How are SA funds positioned to withstand further credit downgrades?
Graham Tucker, Balanced Fund Portfolio Manager at Old Mutual Investment Group’s MacroSolutions.
Given the larger-than-expected shortfall in South African government revenues and an increase in foreign financing of government borrowing in rand, the likelihood of a local sovereign downgrade has risen further following the Medium Term Budget Policy Statement (MTBPS); giving rise to critical questions around how South African funds are positioned for such an event.
Graham Tucker, Balanced Fund Portfolio Manager at Old Mutual Investment Group’s MacroSolutions, says that while the potential of further downgrades may be priced into some assets, this is not true across the board and the impact of such an event could therefore be significant.

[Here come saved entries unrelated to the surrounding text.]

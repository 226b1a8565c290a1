use serde::{Deserialize, Serialize};
use std::iter::Sum;
use std::ops::{Add, AddAssign};

/// Energy decomposition of one conformation, in kcal/mol.
#[derive(Debug, Clone, Copy, PartialEq, Default, Serialize, Deserialize)]
pub struct EnergyTerm {
    pub backbone: f64,
    pub steric: f64,
    pub hydrophobic: f64,
    pub electrostatic: f64,
    /// Aromatic stacking and disulfide contacts.
    pub special: f64,
    /// Per-residue hydration of charged side chains.
    pub solvation: f64,
}

impl EnergyTerm {
    pub fn new(
        backbone: f64,
        steric: f64,
        hydrophobic: f64,
        electrostatic: f64,
        special: f64,
        solvation: f64,
    ) -> Self {
        Self {
            backbone,
            steric,
            hydrophobic,
            electrostatic,
            special,
            solvation,
        }
    }

    pub fn backbone(energy: f64) -> Self {
        Self {
            backbone: energy,
            ..Self::default()
        }
    }

    pub fn solvation(energy: f64) -> Self {
        Self {
            solvation: energy,
            ..Self::default()
        }
    }

    #[inline]
    pub fn total(&self) -> f64 {
        self.backbone
            + self.steric
            + self.hydrophobic
            + self.electrostatic
            + self.special
            + self.solvation
    }
}

impl Add for EnergyTerm {
    type Output = Self;

    fn add(self, rhs: Self) -> Self::Output {
        Self {
            backbone: self.backbone + rhs.backbone,
            steric: self.steric + rhs.steric,
            hydrophobic: self.hydrophobic + rhs.hydrophobic,
            electrostatic: self.electrostatic + rhs.electrostatic,
            special: self.special + rhs.special,
            solvation: self.solvation + rhs.solvation,
        }
    }
}

impl AddAssign for EnergyTerm {
    fn add_assign(&mut self, rhs: Self) {
        self.backbone += rhs.backbone;
        self.steric += rhs.steric;
        self.hydrophobic += rhs.hydrophobic;
        self.electrostatic += rhs.electrostatic;
        self.special += rhs.special;
        self.solvation += rhs.solvation;
    }
}

impl Sum for EnergyTerm {
    fn sum<I: Iterator<Item = Self>>(iter: I) -> Self {
        iter.fold(Self::default(), |acc, term| acc + term)
    }
}

#[cfg(test)]
mod tests {
    use super::*;

    #[test]
    fn total_returns_sum_of_all_terms() {
        let term = EnergyTerm::new(1.5, -2.0, 0.5, 1.0, -1.0, 0.0);
        assert_eq!(term.total(), 0.0);
    }

    #[test]
    fn add_sums_each_field_correctly() {
        let a = EnergyTerm::new(1.0, 2.0, 3.0, 4.0, 5.0, 6.0);
        let b = EnergyTerm::new(6.0, 5.0, 4.0, 3.0, 2.0, 1.0);
        assert_eq!(a + b, EnergyTerm::new(7.0, 7.0, 7.0, 7.0, 7.0, 7.0));
    }

    #[test]
    fn add_assign_with_zero_does_not_change_values() {
        let mut a = EnergyTerm::new(1.0, 2.0, 3.0, 4.0, 5.0, 6.0);
        a += EnergyTerm::default();
        assert_eq!(a, EnergyTerm::new(1.0, 2.0, 3.0, 4.0, 5.0, 6.0));
    }

    #[test]
    fn sum_over_iterator_accumulates_in_order() {
        let terms = vec![
            EnergyTerm::backbone(-1.0),
            EnergyTerm::new(0.0, 0.5, -0.25, 0.0, 0.0, 0.0),
            EnergyTerm::new(0.0, 0.0, 0.0, -2.0, -0.4, 0.0),
            EnergyTerm::solvation(2.0),
        ];
        let total: EnergyTerm = terms.into_iter().sum();
        assert_eq!(total, EnergyTerm::new(-1.0, 0.5, -0.25, -2.0, -0.4, 2.0));
    }
}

“A downgrade to sub-investment grade by S&P and Moody’s would see South Africa removed from the global bond benchmark indices. Passive investors would be required to disinvest on the back of this, leading to significant foreign selling of local bonds within a short time period, thereby driving up bond yields. This would in turn put pressure on the currency and could lead to a significant depreciation in the rand.”
Tucker points out: “Given the already high yield offered by our bonds, many foreign and local investors managing active funds could invest into our bonds believing that they are being sufficiently compensated for the risk. Therefore, you may witness a sell-off in our bonds initially, but thereafter we wouldn’t be surprised to see them find a ceiling (in terms of yield) or even strengthen somewhat on the back of this.”
Nevertheless, Tucker says that the positioning of the Balanced Fund reflects their cautious view on South Africa going forward. “This is a long held view that South Africa is in desperate need of structural reform in order to improve the overall health of the country. As we’ve seen in recent times, our growth rate has continued to slide and is well below potential. This year is particularly unfortunate in that we’ve been unable to accelerate along with the rest of the world. This follows a mediocre 2016 which saw just 0.3% real growth in the economy.
Tucker goes on to highlight the importance of not confusing the economy with the market. “Many of the companies listed on the JSE operate globally with little to no exposure to the local economy. It is also important to remember that we are investing a quarter of our clients’ savings directly in offshore markets. Should the rand weaken on bad economic news, that portion of their investment should gain in value.”
Tucker concludes “Over the year we’ve used opportunities to rotate from SA-facing areas of the markets to globally focused investments. This means increasing our offshore exposure and reducing our holding primarily in banks and bonds. As such, we believe that our clients will be fairly well protected in the event of a downgrade.”